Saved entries
....

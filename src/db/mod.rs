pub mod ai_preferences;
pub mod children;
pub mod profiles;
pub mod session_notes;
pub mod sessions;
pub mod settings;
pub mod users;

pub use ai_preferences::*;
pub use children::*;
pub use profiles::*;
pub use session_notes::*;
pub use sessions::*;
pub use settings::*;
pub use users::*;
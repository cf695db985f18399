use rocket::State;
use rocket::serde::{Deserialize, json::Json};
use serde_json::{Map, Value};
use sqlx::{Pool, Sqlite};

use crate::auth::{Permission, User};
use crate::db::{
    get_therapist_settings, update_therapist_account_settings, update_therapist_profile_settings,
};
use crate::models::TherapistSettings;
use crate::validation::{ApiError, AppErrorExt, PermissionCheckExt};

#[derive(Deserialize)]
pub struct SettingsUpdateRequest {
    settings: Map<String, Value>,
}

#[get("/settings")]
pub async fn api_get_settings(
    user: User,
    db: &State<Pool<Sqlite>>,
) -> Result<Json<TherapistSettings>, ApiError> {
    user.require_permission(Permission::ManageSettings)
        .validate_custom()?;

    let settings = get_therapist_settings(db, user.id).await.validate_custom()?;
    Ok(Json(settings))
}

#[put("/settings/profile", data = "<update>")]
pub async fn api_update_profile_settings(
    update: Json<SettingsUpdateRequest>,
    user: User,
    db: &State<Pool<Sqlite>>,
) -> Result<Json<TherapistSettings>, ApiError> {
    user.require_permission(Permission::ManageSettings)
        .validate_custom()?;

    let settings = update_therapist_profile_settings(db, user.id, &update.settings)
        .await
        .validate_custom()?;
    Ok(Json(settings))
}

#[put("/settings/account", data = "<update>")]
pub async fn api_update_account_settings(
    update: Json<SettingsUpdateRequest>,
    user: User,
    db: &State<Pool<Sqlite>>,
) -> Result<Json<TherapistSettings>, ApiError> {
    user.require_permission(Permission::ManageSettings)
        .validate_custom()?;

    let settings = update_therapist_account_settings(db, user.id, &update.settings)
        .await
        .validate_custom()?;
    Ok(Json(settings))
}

....

What you should do
Write down the entries above again. Copy them word for word.

Task answer
filename src/db/mod.rs
pub mod ai_preferences;
pub mod children;
pub mod profiles;
pub mod session_notes;
pub mod sessions;
pub mod settings;
pub mod users;

pub use ai_preferences::*;
pub use children::*;
pub use profiles::*;
pub use session_notes::*;
pub use sessions::*;
pub use settings::*;
pub use users::*;
repository cf695db985f18399
use rocket::State;
use rocket::serde::{Deserialize, json::Json};
use serde_json::{Map, Value};
use sqlx::{Pool, Sqlite};

use crate::auth::{Permission, User};
use crate::db::{
    get_therapist_settings, update_therapist_account_settings, update_therapist_profile_settings,
};
use crate::models::TherapistSettings;
use crate::validation::{ApiError, AppErrorExt, PermissionCheckExt};

#[derive(Deserialize)]
pub struct SettingsUpdateRequest {
    settings: Map<String, Value>,
}

#[get("/settings")]
pub async fn api_get_settings(
    user: User,
    db: &State<Pool<Sqlite>>,
) -> Result<Json<TherapistSettings>, ApiError> {
    user.require_permission(Permission::ManageSettings)
        .validate_custom()?;

    let settings = get_therapist_settings(db, user.id).await.validate_custom()?;
    Ok(Json(settings))
}

#[put("/settings/profile", data = "<update>")]
pub async fn api_update_profile_settings(
    update: Json<SettingsUpdateRequest>,
    user: User,
    db: &State<Pool<Sqlite>>,
) -> Result<Json<TherapistSettings>, ApiError> {
    user.require_permission(Permission::ManageSettings)
        .validate_custom()?;

    let settings = update_therapist_profile_settings(db, user.id, &update.settings)
        .await
        .validate_custom()?;
    Ok(Json(settings))
}

#[put("/settings/account", data = "<update>")]
pub async fn api_update_account_settings(
    update: Json<SettingsUpdateRequest>,
    user: User,
    db: &State<Pool<Sqlite>>,
) -> Result<Json<TherapistSettings>, ApiError> {
    user.require_permission(Permission::ManageSettings)
        .validate_custom()?;

    let settings = update_therapist_account_settings(db, user.id, &update.settings)
        .await
        .validate_custom()?;
    Ok(Json(settings))
}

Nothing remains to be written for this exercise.